Stored items:

----------

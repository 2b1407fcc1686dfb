//! Signature extraction and selection
//!
//! The signature is an opaque string; only its length is scored. It either
//! comes from the user directly or is dug out of the response JSON.

use serde::Serialize;
use serde_json::Value;

use super::json::parse_json_safe;

/// Keys (compared case-insensitively) that may hold a signature
pub const SIGNATURE_KEYS: [&str; 5] =
    ["signature", "sig", "x-claude-signature", "x_signature", "xsignature"];

/// Deepest nesting level the search descends into
pub const MAX_SEARCH_DEPTH: usize = 6;

/// Source label for signatures found in the response JSON
pub const RESPONSE_SOURCE: &str = "response JSON";

/// Source label for signatures entered by the user
pub const MANUAL_SOURCE: &str = "manual";

/// A signature value and where it came from
#[derive(Debug, Clone, Default, PartialEq, Eq, Serialize)]
pub struct SignatureMatch {
    /// The signature string, empty when none was found
    pub value: String,
    /// Source label, empty when none was found
    pub source: String,
}

impl SignatureMatch {
    /// Whether no signature was found
    #[must_use]
    pub fn is_empty(&self) -> bool {
        self.value.is_empty()
    }

    /// Source rendered as a detail prefix (`"manual: "`), or empty
    #[must_use]
    pub fn source_prefix(&self) -> String {
        if self.source.is_empty() { String::new() } else { format!("{}: ", self.source) }
    }
}

/// Find the first signature-like string field in a raw response body.
///
/// Unparseable or empty input yields an empty match, as does a body with no
/// candidate field within [`MAX_SEARCH_DEPTH`] levels.
#[must_use]
pub fn extract_signature_from_response(raw: &str) -> SignatureMatch {
    let Ok(parsed) = parse_json_safe(raw) else {
        return SignatureMatch::default();
    };

    match find_signature_value(&parsed, 0) {
        Some(value) => {
            log::debug!("found signature in response JSON ({} chars)", value.chars().count());
            SignatureMatch {
                value: value.to_string(),
                source: RESPONSE_SOURCE.to_string(),
            }
        },
        None => SignatureMatch::default(),
    }
}

/// Choose the signature for a run: a non-blank manual value wins, otherwise
/// the one extracted from the response.
#[must_use]
pub fn select_signature(manual: &str, response_json: &str) -> SignatureMatch {
    let manual = manual.trim();
    if manual.is_empty() {
        extract_signature_from_response(response_json)
    } else {
        SignatureMatch {
            value: manual.to_string(),
            source: MANUAL_SOURCE.to_string(),
        }
    }
}

fn is_signature_key(key: &str) -> bool {
    let key = key.to_lowercase();
    SIGNATURE_KEYS.contains(&key.as_str())
}

/// Depth-first pre-order: array elements in order, object entries in
/// document order, each key tested before its value is descended into.
fn find_signature_value(value: &Value, depth: usize) -> Option<&str> {
    if depth > MAX_SEARCH_DEPTH {
        return None;
    }

    match value {
        Value::Array(items) => items.iter().find_map(|item| find_signature_value(item, depth + 1)),
        Value::Object(map) => {
            for (key, val) in map {
                if is_signature_key(key)
                    && let Value::String(s) = val
                    && !s.trim().is_empty()
                {
                    return Some(s.as_str());
                }
                if let Some(found) = find_signature_value(val, depth + 1) {
                    return Some(found);
                }
            }
            None
        },
        _ => None,
    }
}
//! HTTP transport port
//!
//! Abstracts the single POST an API test performs, so request building and
//! response interpretation stay pure.

use serde_json::Value;
use thiserror::Error;

/// Status and body of an HTTP reply
#[derive(Debug, Clone, PartialEq, Eq)]
pub struct HttpReply {
    /// HTTP status code
    pub status: u16,
    /// Raw body text
    pub body: String,
}

impl HttpReply {
    /// Whether the status is 2xx
    #[must_use]
    pub const fn is_success(&self) -> bool {
        self.status >= 200 && self.status < 300
    }
}

/// The request never produced a reply (DNS, TLS, connection, body read)
#[derive(Debug, Clone, PartialEq, Eq, Error)]
#[error("{message}")]
pub struct TransportError {
    message: String,
}

impl TransportError {
    /// Create a transport error
    #[must_use]
    pub fn new(message: impl Into<String>) -> Self {
        Self {
            message: message.into(),
        }
    }
}

/// Sends one JSON POST request
pub trait Transport {
    /// POST `body` to `url` with the given headers
    fn post(
        &self,
        url: &str,
        headers: &[(String, String)],
        body: &Value,
    ) -> Result<HttpReply, TransportError>;
}
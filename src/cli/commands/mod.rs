//! Command implementations

mod import_env;
mod input;
mod inspect;
mod verify;

#[cfg(feature = "fetch")]
pub use api_test::api_test;
pub use import_env::import_env;
pub use inspect::{checks, extract_signature, models};
pub use verify::verify;
//! Check service - runs the heuristic check table
//!
//! This service contains the pure scoring logic: a fixed, ordered table of
//! independent checks, mode filtering, weighted aggregation and verdict
//! mapping. No I/O.

use serde::Serialize;

use crate::core::models::{
    CheckDefinition, CheckId, CheckInput, CheckResult, Outcome, Submission, Verdict,
    VerificationMode,
};

use super::json::{has_field, has_field_or_usage, parse_json_safe};
use super::signature::select_signature;

/// Keywords in the answer that claim a CLI identity
pub const ANSWER_IDENTITY_KEYWORDS: &[&str] =
    &["claude code", "cli", "命令行", "command", "terminal"];

/// Keywords in the thinking text that claim a CLI identity
pub const THINKING_IDENTITY_KEYWORDS: &[&str] = &["claude code", "cli", "命令行", "command", "tool"];

/// Phrases that suggest a tampered or injected system prompt
pub const RISKY_PROMPT_KEYWORDS: &[&str] = &["system prompt", "ignore previous", "override", "越权"];

/// Keywords describing tool, file and shell capabilities
pub const TOOL_KEYWORDS: &[&str] = &[
    "file", "command", "bash", "shell", "read", "write", "execute", "编辑", "读取", "写入", "执行",
];

/// Identity keywords counted across answer and thinking
pub const MULTI_TURN_KEYWORDS: &[&str] = &["claude code", "cli", "command line", "工具"];

/// Distinct identity keyword hits needed by the multi-turn check
pub const MULTI_TURN_MIN_HITS: usize = 2;

const JSON_UNPARSEABLE: &str = "response JSON could not be parsed";

/// The check table, in evaluation order
pub static CHECKS: [CheckDefinition; 9] = [
    CheckDefinition {
        id: CheckId::Signature,
        label: "Signature length",
        weight: 12,
        evaluate: check_signature,
    },
    CheckDefinition {
        id: CheckId::AnswerIdentity,
        label: "Identity answer",
        weight: 12,
        evaluate: check_answer_identity,
    },
    CheckDefinition {
        id: CheckId::ThinkingOutput,
        label: "Thinking output",
        weight: 14,
        evaluate: check_thinking_output,
    },
    CheckDefinition {
        id: CheckId::ThinkingIdentity,
        label: "Thinking identity",
        weight: 8,
        evaluate: check_thinking_identity,
    },
    CheckDefinition {
        id: CheckId::ResponseStructure,
        label: "Response structure",
        weight: 14,
        evaluate: check_response_structure,
    },
    CheckDefinition {
        id: CheckId::SystemPrompt,
        label: "System prompt",
        weight: 10,
        evaluate: check_system_prompt,
    },
    CheckDefinition {
        id: CheckId::ToolSupport,
        label: "Tool support",
        weight: 12,
        evaluate: check_tool_support,
    },
    CheckDefinition {
        id: CheckId::MultiTurn,
        label: "Multi-turn identity",
        weight: 10,
        evaluate: check_multi_turn,
    },
    CheckDefinition {
        id: CheckId::Config,
        label: "Output config",
        weight: 10,
        evaluate: check_config,
    },
];

/// Scored results of one verification run
#[derive(Debug, Clone, PartialEq, Eq, Serialize)]
pub struct Evaluation {
    /// One result per active check, in table order
    pub results: Vec<CheckResult>,
    /// Weighted percentage, 0-100
    pub score: u32,
    /// Classification of the score
    pub verdict: Verdict,
}

impl Evaluation {
    /// The state before anything has been verified
    #[must_use]
    pub const fn pending() -> Self {
        Self {
            results: Vec::new(),
            score: 0,
            verdict: Verdict::Pending,
        }
    }

    /// Sum of weights of passed checks
    #[must_use]
    pub fn passed_weight(&self) -> u32 {
        self.results.iter().filter(|r| r.pass).map(|r| r.weight).sum()
    }

    /// Sum of weights of all evaluated checks
    #[must_use]
    pub fn total_weight(&self) -> u32 {
        self.results.iter().map(|r| r.weight).sum()
    }
}

/// Look up a check definition by id
#[must_use]
pub fn definition(id: CheckId) -> Option<&'static CheckDefinition> {
    CHECKS.iter().find(|c| c.id == id)
}

/// Checks selected by mode and the skip-identity flag, in table order
#[must_use]
pub fn active_checks(mode: VerificationMode, skip_identity: bool) -> Vec<&'static CheckDefinition> {
    CHECKS
        .iter()
        .filter(|c| mode.includes(c.id))
        .filter(|c| !(skip_identity && c.id.is_identity()))
        .collect()
}

/// Run every active check against `input` and score the results
#[must_use]
pub fn evaluate_checks(input: &CheckInput, mode: VerificationMode) -> Evaluation {
    let active = active_checks(mode, input.skip_identity_checks);
    log::debug!(
        "evaluating {} check(s) in {mode} mode (skip identity: {})",
        active.len(),
        input.skip_identity_checks
    );

    let results: Vec<CheckResult> = active.iter().map(|c| c.run(input)).collect();
    let score = weighted_score(&results);
    let verdict = get_verdict(score);

    Evaluation {
        results,
        score,
        verdict,
    }
}

/// Map a score onto a verdict
#[must_use]
pub const fn get_verdict(score: u32) -> Verdict {
    Verdict::from_score(score)
}

/// Resolve the signature of a raw submission and evaluate it
#[must_use]
pub fn verify_submission(submission: &Submission, mode: VerificationMode) -> Evaluation {
    let signature = select_signature(&submission.signature, &submission.response_json);
    let input = CheckInput {
        signature_source: signature.source_prefix(),
        signature: signature.value,
        signature_min: submission.signature_min,
        response_json: submission.response_json.clone(),
        answer_text: submission.answer_text.clone(),
        thinking_text: submission.thinking_text.clone(),
        skip_identity_checks: submission.skip_identity_checks,
    };
    evaluate_checks(&input, mode)
}

/// Percentage of passed weight over evaluated weight, rounded half up.
/// Zero when nothing was evaluated.
#[must_use]
pub fn weighted_score(results: &[CheckResult]) -> u32 {
    let total: u32 = results.iter().map(|r| r.weight).sum();
    if total == 0 {
        return 0;
    }
    let gained: u32 = results.iter().filter(|r| r.pass).map(|r| r.weight).sum();
    (gained * 200 + total) / (total * 2)
}

fn contains_any(text: &str, keywords: &[&str]) -> bool {
    keywords.iter().any(|k| text.contains(k))
}

fn count_hits(text: &str, keywords: &[&str]) -> usize {
    keywords.iter().filter(|k| text.contains(*k)).count()
}

fn check_signature(input: &CheckInput) -> Outcome {
    let length = input.signature.trim().chars().count();
    let min = input.signature_min;
    let detail = format!("{}length {length}, threshold {min}", input.signature_source);
    Outcome {
        pass: length >= min,
        detail,
    }
}

fn check_answer_identity(input: &CheckInput) -> Outcome {
    let text = input.answer_text.to_lowercase();
    Outcome::from_bool(
        contains_any(&text, ANSWER_IDENTITY_KEYWORDS),
        "contains identity keywords",
        "no identity keywords found",
    )
}

fn check_thinking_output(input: &CheckInput) -> Outcome {
    let text = input.thinking_text.trim();
    if text.is_empty() {
        return Outcome::fail("no thinking content in response");
    }
    Outcome::pass(format!("thinking output detected ({} chars)", text.chars().count()))
}

fn check_thinking_identity(input: &CheckInput) -> Outcome {
    if input.thinking_text.trim().is_empty() {
        return Outcome::fail("no thinking text provided");
    }
    let text = input.thinking_text.to_lowercase();
    Outcome::from_bool(
        contains_any(&text, THINKING_IDENTITY_KEYWORDS),
        "mentions Claude Code / CLI",
        "no identity keywords found",
    )
}

fn check_response_structure(input: &CheckInput) -> Outcome {
    let Ok(data) = parse_json_safe(&input.response_json) else {
        return Outcome::fail(JSON_UNPARSEABLE);
    };

    let has_id = has_field(&data, "id");
    let has_cache_creation = has_field_or_usage(&data, "cache_creation");
    let has_service_tier = has_field_or_usage(&data, "service_tier");

    let missing: Vec<&str> = [
        ("id", has_id),
        ("cache_creation", has_cache_creation),
        ("service_tier", has_service_tier),
    ]
    .into_iter()
    .filter(|(_, present)| !present)
    .map(|(name, _)| name)
    .collect();

    let detail = if missing.is_empty() {
        "all key fields present".to_string()
    } else {
        format!("missing fields: {}", missing.join(", "))
    };

    Outcome {
        pass: has_id && has_cache_creation,
        detail,
    }
}

/// Inverted polarity: finding a risky phrase is the negative signal.
fn check_system_prompt(input: &CheckInput) -> Outcome {
    let text = format!("{} {}", input.answer_text, input.thinking_text).to_lowercase();
    let hit = contains_any(&text, RISKY_PROMPT_KEYWORDS);
    Outcome::from_bool(!hit, "no unusual prompt phrasing", "possible prompt injection")
}

fn check_tool_support(input: &CheckInput) -> Outcome {
    let text = input.answer_text.to_lowercase();
    Outcome::from_bool(
        contains_any(&text, TOOL_KEYWORDS),
        "describes tool capabilities",
        "no tool capability keywords",
    )
}

fn check_multi_turn(input: &CheckInput) -> Outcome {
    let text = format!("{}\n{}", input.answer_text, input.thinking_text).to_lowercase();
    let hits = count_hits(&text, MULTI_TURN_KEYWORDS);
    Outcome::from_bool(
        hits >= MULTI_TURN_MIN_HITS,
        "identity confirmed in several places",
        "too few identity confirmations",
    )
}

fn check_config(input: &CheckInput) -> Outcome {
    let Ok(data) = parse_json_safe(&input.response_json) else {
        return Outcome::fail(JSON_UNPARSEABLE);
    };
    let pass =
        has_field_or_usage(&data, "cache_creation") || has_field_or_usage(&data, "service_tier");
    Outcome::from_bool(pass, "config fields present", "no config fields found")
}
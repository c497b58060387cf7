//! Session gate
//!
//! `AuthGate` is the seam to the identity provider. `LocalAuthGate` backs it
//! with the configured credential store and an in-memory session table.

use async_trait::async_trait;
use log::{info, warn};
use std::collections::HashMap;
use std::time::{Duration, SystemTime};
use tokio::sync::Mutex;
use uuid::Uuid;

use super::credentials::CredentialStore;
use super::session::UserClaims;
use super::validator::validate_id_token;
use crate::error::AuthError;

#[async_trait]
pub trait AuthGate: Send + Sync {
    /// Exchange a verified identity token for an opaque session token
    async fn create_session(&self, id_token: &str, ttl: Duration) -> Result<String, AuthError>;

    /// Decode a session token presented in the cookie
    async fn verify_session(&self, token: &str) -> Result<UserClaims, AuthError>;

    /// Forget a session so its cookie stops working
    async fn revoke_session(&self, token: &str);
}

pub struct LocalAuthGate {
    credentials: CredentialStore,
    sessions: Mutex<HashMap<String, UserClaims>>,
}

impl LocalAuthGate {
    pub fn new(credentials: CredentialStore) -> Self {
        if credentials.is_empty() {
            warn!("No users configured; nobody will be able to log in");
        } else {
            info!("Loaded {} user account(s)", credentials.len());
        }
        Self {
            credentials,
            sessions: Mutex::new(HashMap::new()),
        }
    }
}

#[async_trait]
impl AuthGate for LocalAuthGate {
    async fn create_session(&self, id_token: &str, ttl: Duration) -> Result<String, AuthError> {
        let username = validate_id_token(id_token, &self.credentials)?;

        let issued_at = SystemTime::now();
        let claims = UserClaims {
            username: username.clone(),
            issued_at,
            expires_at: issued_at + ttl,
        };
        let token = Uuid::new_v4().to_string();

        let mut sessions = self.sessions.lock().await;
        sessions.retain(|_, claims| claims.expires_at > issued_at);
        sessions.insert(token.clone(), claims);

        info!("Session created for {} ({} active)", username, sessions.len());
        Ok(token)
    }

    async fn verify_session(&self, token: &str) -> Result<UserClaims, AuthError> {
        if token.is_empty() {
            return Err(AuthError::MissingSession);
        }

        let mut sessions = self.sessions.lock().await;
        let claims = sessions.get(token).cloned().ok_or(AuthError::InvalidSession)?;

        if claims.expires_at <= SystemTime::now() {
            sessions.remove(token);
            return Err(AuthError::SessionExpired);
        }

        Ok(claims)
    }

    async fn revoke_session(&self, token: &str) {
        if let Some(claims) = self.sessions.lock().await.remove(token) {
            info!("Session revoked for {}", claims.username);
        }
    }
}

#[cfg(test)]
mod tests {
    use super::*;

    fn gate() -> LocalAuthGate {
        LocalAuthGate::new(CredentialStore::new(HashMap::from([(
            "alice".to_string(),
            "alice123".to_string(),
        )])))
    }

    #[tokio::test]
    async fn issued_session_verifies() {
        let gate = gate();
        let token = gate
            .create_session("alice:alice123", Duration::from_secs(60))
            .await
            .unwrap();

        let claims = gate.verify_session(&token).await.unwrap();
        assert_eq!(claims.username, "alice");
        assert!(claims.expires_at > claims.issued_at);
    }

    #[tokio::test]
    async fn bad_credentials_issue_nothing() {
        let gate = gate();
        assert!(gate
            .create_session("alice:wrong", Duration::from_secs(60))
            .await
            .is_err());
        assert_eq!(gate.sessions.lock().await.len(), 0);
    }

    #[tokio::test]
    async fn unknown_and_empty_tokens_are_rejected() {
        let gate = gate();
        assert!(matches!(
            gate.verify_session("forged").await,
            Err(AuthError::InvalidSession)
        ));
        assert!(matches!(gate.verify_session("").await, Err(AuthError::MissingSession)));
    }

    #[tokio::test]
    async fn expired_sessions_are_rejected_and_pruned() {
        let gate = gate();
        let token = gate.create_session("alice:alice123", Duration::ZERO).await.unwrap();

        assert!(matches!(
            gate.verify_session(&token).await,
            Err(AuthError::SessionExpired)
        ));
        assert_eq!(gate.sessions.lock().await.len(), 0);
    }

    #[tokio::test]
    async fn revoked_sessions_stop_working() {
        let gate = gate();
        let token = gate
            .create_session("alice:alice123", Duration::from_secs(60))
            .await
            .unwrap();
        gate.revoke_session(&token).await;
        assert!(gate.verify_session(&token).await.is_err());
    }
}
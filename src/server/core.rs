use axum::extract::DefaultBodyLimit;
use axum::routing::{get, post};
use axum::{Router, middleware};
use log::{error, info};
use std::net::SocketAddr;
use std::sync::Arc;
use tokio::net::TcpListener;

use crate::auth::{CredentialStore, LocalAuthGate};
use crate::config::ServerConfig;
use crate::middleware::{log_requests, require_session};
use crate::protocol::handlers;
use crate::server::state::AppState;
use crate::storage::StorageRoot;

pub struct Server {
    listener: TcpListener,
    state: Arc<AppState>,
}

impl Server {
    /// Prepare the storage root, the auth gate and the listener.
    pub async fn new(config: ServerConfig) -> Result<Self, std::io::Error> {
        let root = StorageRoot::open(&config.storage_root_path()).map_err(|e| {
            error!("Failed to prepare storage root {}: {}", config.storage_root, e);
            e
        })?;
        info!("Storage root: {}", root.path().display());

        let gate = Arc::new(LocalAuthGate::new(CredentialStore::new(config.users.clone())));
        let state = Arc::new(AppState::new(&config, root, gate));

        let addr = config.listen_addr();
        let listener = match TcpListener::bind(&addr).await {
            Ok(listener) => {
                info!("Server bound to {}", addr);
                listener
            }
            Err(e) => {
                error!("Failed to bind to {}: {}", addr, e);
                return Err(e);
            }
        };

        Ok(Self { listener, state })
    }

    pub async fn start(self) -> Result<(), std::io::Error> {
        info!(
            "Starting RAX docs server on {} (max {} files / upload)",
            self.listener.local_addr()?,
            self.state.upload_limits.max_files
        );

        let app = build_router(self.state);
        axum::serve(
            self.listener,
            app.into_make_service_with_connect_info::<SocketAddr>(),
        )
        .with_graceful_shutdown(shutdown_signal())
        .await
    }
}

/// Create the router
pub fn build_router(state: Arc<AppState>) -> Router {
    let upload_limit = DefaultBodyLimit::max(state.upload_limits.body_limit());

    let protected = Router::new()
        .route("/", get(handlers::show_root))
        .route("/folder", get(handlers::show_root))
        .route("/folder/*path", get(handlers::show_folder))
        .route(
            "/file/*path",
            get(handlers::show_file).delete(handlers::delete_file),
        )
        .route("/files/*path", get(handlers::raw_file))
        .route("/edit/*path", get(handlers::edit_form))
        .route("/edit", post(handlers::edit_file))
        .route("/create", post(handlers::create_document))
        .route("/create-folder", post(handlers::create_folder))
        .route("/create-semester", post(handlers::create_semester))
        .route(
            "/upload",
            post(handlers::upload_root).layer(upload_limit.clone()),
        )
        .route(
            "/upload/*path",
            post(handlers::upload_nested).layer(upload_limit),
        )
        .route("/settings", get(handlers::settings))
        .route_layer(middleware::from_fn_with_state(
            Arc::clone(&state),
            require_session,
        ));

    Router::new()
        .route("/login", get(handlers::login_page))
        .route("/signup", get(handlers::signup_page))
        .route("/sessionLogin", post(handlers::session_login))
        .route("/logout", get(handlers::logout))
        .merge(protected)
        .layer(middleware::from_fn(log_requests))
        .with_state(state)
}

async fn shutdown_signal() {
    if let Err(e) = tokio::signal::ctrl_c().await {
        error!("Failed to listen for shutdown signal: {}", e);
        std::future::pending::<()>().await;
    }
    info!("Shutdown signal received, stopping server");
}
//! Logging middleware
//!
//! Provides request logging functionality.

use axum::extract::Request;
use axum::middleware::Next;
use axum::response::Response;
use log::{info, warn};
use std::time::Instant;

/// Log every request with its status and latency
pub async fn log_requests(req: Request, next: Next) -> Response {
    let method = req.method().clone();
    let path = req.uri().path().to_string();
    let started = Instant::now();

    let response = next.run(req).await;
    let status = response.status();
    let elapsed_ms = started.elapsed().as_millis();

    if status.is_server_error() {
        warn!("{} {} -> {} ({} ms)", method, path, status.as_u16(), elapsed_ms);
    } else {
        info!("{} {} -> {} ({} ms)", method, path, status.as_u16(), elapsed_ms);
    }

    response
}
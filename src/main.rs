//! RAX Docs Server - Entry Point
//!
//! A small authenticated document manager: browse a folder tree, upload,
//! edit and view notes, PDFs and images in the browser.

use log::{error, info};

use rax_docs_server::Server;
use rax_docs_server::config::ServerConfig;

#[tokio::main]
async fn main() {
    // Initialize the logger (env_logger picks up RUST_LOG environment variable)
    env_logger::Builder::from_env(env_logger::Env::default().default_filter_or("info")).init();

    info!("Launching docs server...");

    let config = match ServerConfig::load() {
        Ok(config) => config,
        Err(e) => {
            error!("Invalid configuration: {}", e);
            std::process::exit(1);
        }
    };

    let server = match Server::new(config).await {
        Ok(server) => server,
        Err(e) => {
            error!("Server startup failed: {}", e);
            std::process::exit(1);
        }
    };

    if let Err(e) = server.start().await {
        error!("Server stopped with error: {}", e);
        std::process::exit(1);
    }
}
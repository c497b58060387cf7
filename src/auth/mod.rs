//! Authentication system
//!
//! Exchanges verified identity tokens for session cookies and checks those
//! cookies on every protected request.

pub mod credentials;
pub mod gate;
pub mod session;
pub mod validator;

pub use credentials::CredentialStore;
pub use gate::{AuthGate, LocalAuthGate};
pub use session::UserClaims;
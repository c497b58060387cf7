//! JSON response bodies for the AJAX routes

use serde::Serialize;

/// Outcome of a delete or upload
#[derive(Debug, Serialize)]
pub struct ActionResponse {
    pub success: bool,
    pub message: String,
    #[serde(skip_serializing_if = "Option::is_none")]
    pub files: Option<Vec<String>>,
}

impl ActionResponse {
    pub fn ok(message: impl Into<String>) -> Self {
        Self {
            success: true,
            message: message.into(),
            files: None,
        }
    }

    pub fn with_files(mut self, files: Vec<String>) -> Self {
        self.files = Some(files);
        self
    }
}

/// Successful `POST /sessionLogin`
#[derive(Debug, Serialize)]
pub struct LoginResponse {
    pub status: &'static str,
}

/// Rejected `POST /sessionLogin`
#[derive(Debug, Serialize)]
pub struct LoginError {
    pub error: &'static str,
    pub code: &'static str,
}
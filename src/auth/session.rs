//! Session claims

use std::time::SystemTime;

/// Decoded session, attached to every authenticated request
#[derive(Debug, Clone, PartialEq, Eq)]
pub struct UserClaims {
    pub username: String,
    pub issued_at: SystemTime,
    pub expires_at: SystemTime,
}
//! Server core functionality
//!
//! Shared application state, the router and the HTTP listener.

pub mod core;
pub mod state;

pub use core::{Server, build_router};
pub use state::AppState;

----------

» TASK
Return each line from the entries above that includes "ActionResponse".

» RESPONSE BOX
pub struct ActionResponse {
impl ActionResponse {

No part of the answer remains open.